Task statement -> Look below for the line with "let result = page", and from there restate every line word for word until the entries end.

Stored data
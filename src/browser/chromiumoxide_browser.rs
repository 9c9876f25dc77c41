//! Single long-lived browser providing cheap page acquisition, per
//! `spec.md` §2 ("a single long-lived browser"). Grounded in the teacher's
//! `browser_pool/mod.rs` launch/handler-task idiom and
//! `crawl_engine/page_processor.rs`'s `new_page`/`goto`/`evaluate` calls,
//! narrowed from a multi-browser pool down to one shared `Browser`.

use std::path::PathBuf;
use std::time::Duration;

use async_trait::async_trait;
use chromiumoxide::browser::{Browser, BrowserConfigBuilder, HeadlessMode};
use chromiumoxide::page::Page;
use futures::StreamExt;
use serde_json::Value;
use tokio::task::JoinHandle;
use tracing::{error, warn};

use crate::error::Sf4aiError;

use super::BrowserCollaborator;

pub struct ChromiumoxideBrowser {
    browser: Browser,
    _handler: JoinHandle<()>,
}

impl ChromiumoxideBrowser {
    pub async fn launch(headless: bool, user_data_dir: PathBuf) -> Result<Self, Sf4aiError> {
        std::fs::create_dir_all(&user_data_dir).map_err(|e| {
            Sf4aiError::NavigationError(format!("failed to create chrome data dir: {e}"))
        })?;

        let mut builder = BrowserConfigBuilder::default()
            .request_timeout(Duration::from_secs(30))
            .window_size(1920, 1080)
            .user_data_dir(user_data_dir);

        builder = if headless {
            builder.headless_mode(HeadlessMode::default())
        } else {
            builder.with_head()
        };

        let config = builder
            .build()
            .map_err(|e| Sf4aiError::NavigationError(format!("invalid browser config: {e}")))?;

        let (browser, mut handler) = Browser::launch(config)
            .await
            .map_err(|e| Sf4aiError::NavigationError(format!("failed to launch browser: {e}")))?;

        let handler_task = tokio::task::spawn(async move {
            while let Some(event) = handler.next().await {
                if let Err(e) = event {
                    warn!(error = %e, "browser handler event error");
                }
            }
        });

        Ok(Self { browser, _handler: handler_task })
    }
}

#[async_trait]
impl BrowserCollaborator for ChromiumoxideBrowser {
    type Page = Page;

    async fn acquire_page(&self) -> Result<Page, Sf4aiError> {
        self.browser
            .new_page("about:blank")
            .await
            .map_err(|e| Sf4aiError::NavigationError(format!("failed to acquire page: {e}")))
    }

    async fn navigate(&self, page: &Page, url: &str, timeout: Duration) -> Result<(), Sf4aiError> {
        tokio::time::timeout(timeout, page.goto(url))
            .await
            .map_err(|_| Sf4aiError::NavigationError("Navigation timeout".to_string()))?
            .map_err(|e| Sf4aiError::NavigationError(format!("{e}")))?;

        tokio::time::timeout(timeout, page.wait_for_navigation())
            .await
            .map_err(|_| Sf4aiError::NavigationError("Navigation timeout".to_string()))?
            .map_err(|e| Sf4aiError::NavigationError(format!("{e}")))?;

        Ok(())
    }

    async fn evaluate(&self, page: &Page, script: &str) -> Result<Value, Sf4aiError> {
        let result = page
            .evaluate(script)
            .await
            .map_err(|e| Sf4aiError::NavigationError(format!("Protocol error: {e}")))?;
        result
            .into_value()
            .map_err(|e| Sf4aiError::NavigationError(format!("failed to decode evaluate result: {e}")))
    }

    async fn release_page(&self, page: &Page) {
        if let Err(e) = page.close().await {
            error!(error = %e, "failed to close page during release");
        }
    }
}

Task answer ->
        let result = page
            .evaluate(script)
            .await
            .map_err(|e| Sf4aiError::NavigationError(format!("Protocol error: {e}")))?;
        result
            .into_value()
            .map_err(|e| Sf4aiError::NavigationError(format!("failed to decode evaluate result: {e}")))
    }

    async fn release_page(&self, page: &Page) {
        if let Err(e) = page.close().await {
            error!(error = %e, "failed to close page during release");
        }
    }
}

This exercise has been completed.